Below is a block of records. Copy every line in it that contains the word "with".

Stored items:
-=-=-
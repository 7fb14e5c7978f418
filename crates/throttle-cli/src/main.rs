//! login-throttle - operator tool for the login throttle
//!
//! Inspects and edits the persisted per-identity throttle state, and shows or
//! initialises the throttle configuration file.

mod commands;

use anyhow::Result;
use clap::{Parser, Subcommand};
use std::path::PathBuf;
use std::process::ExitCode;
use tracing::debug;
use tracing_subscriber::{layer::SubscriberExt, util::SubscriberInitExt};

use throttle_core::{FileKeyValueStore, IdentityId, SystemClock, ThrottleConfig};

#[derive(Parser)]
#[command(name = "login-throttle")]
#[command(about = "Inspect and manage escalating login throttle state", long_about = None)]
#[command(version)]
struct Cli {
    /// Configuration file (TOML)
    #[arg(long, global = true, env = "LOGIN_THROTTLE_CONFIG")]
    config: Option<PathBuf>,

    /// Throttle state file (JSON)
    #[arg(long, global = true, env = "LOGIN_THROTTLE_STATE")]
    state: Option<PathBuf>,

    #[command(subcommand)]
    command: Commands,
}

#[derive(Subcommand)]
enum Commands {
    /// Show stored state and current access for an identity
    Status {
        identity: IdentityId,

        /// Print as JSON
        #[arg(long)]
        json: bool,
    },

    /// Check whether an identity may sign in (exit code 2 when denied)
    Check { identity: IdentityId },

    /// Record one failed sign-in for an identity
    Fail { identity: IdentityId },

    /// Clear throttle state for an identity (manual unlock)
    Reset { identity: IdentityId },

    /// Configuration commands
    #[command(subcommand)]
    Config(ConfigCommands),
}

#[derive(Subcommand)]
enum ConfigCommands {
    /// Print the effective configuration
    Show,

    /// Write the default configuration file
    Init {
        /// Overwrite an existing file
        #[arg(long)]
        force: bool,
    },
}

fn main() -> ExitCode {
    tracing_subscriber::registry()
        .with(
            tracing_subscriber::EnvFilter::try_from_default_env()
                .unwrap_or_else(|_| "login_throttle=info,throttle_core=info".into()),
        )
        .with(tracing_subscriber::fmt::layer().with_writer(std::io::stderr))
        .init();

    match run(Cli::parse()) {
        Ok(code) => code,
        Err(e) => {
            eprintln!("Error: {:#}", e);
            ExitCode::FAILURE
        }
    }
}

fn run(cli: Cli) -> Result<ExitCode> {
    let config_path = cli.config.unwrap_or_else(ThrottleConfig::default_path);
    let state_path = cli.state.unwrap_or_else(FileKeyValueStore::default_path);

    let identity_command = match cli.command {
        Commands::Config(ConfigCommands::Init { force }) => {
            println!("{}", commands::config_init(&config_path, force)?);
            return Ok(ExitCode::SUCCESS);
        }
        Commands::Config(ConfigCommands::Show) => {
            let config = ThrottleConfig::load_or_default(&config_path)?;
            print!("{}", commands::config_show(&config)?);
            return Ok(ExitCode::SUCCESS);
        }
        other => other,
    };

    let config = ThrottleConfig::load_or_default(&config_path)?;
    debug!(config = ?config_path, state = ?state_path, "Loaded throttle configuration");
    let engine = commands::open_engine(&config, &state_path)?;
    let clock = SystemClock;

    match identity_command {
        Commands::Status { identity, json } => {
            println!("{}", commands::status(&engine, &clock, identity, json)?);
        }
        Commands::Check { identity } => {
            let (allowed, text) = commands::check(&engine, &clock, identity)?;
            println!("{}", text);
            if !allowed {
                return Ok(ExitCode::from(2));
            }
        }
        Commands::Fail { identity } => {
            println!("{}", commands::fail(&engine, &clock, identity)?);
        }
        Commands::Reset { identity } => {
            println!("{}", commands::reset(&engine, identity)?);
        }
        Commands::Config(_) => {}
    }

    Ok(ExitCode::SUCCESS)
}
-=-=-
## [Response to the exercise]
        .with(
        .with(tracing_subscriber::fmt::layer().with_writer(std::io::stderr))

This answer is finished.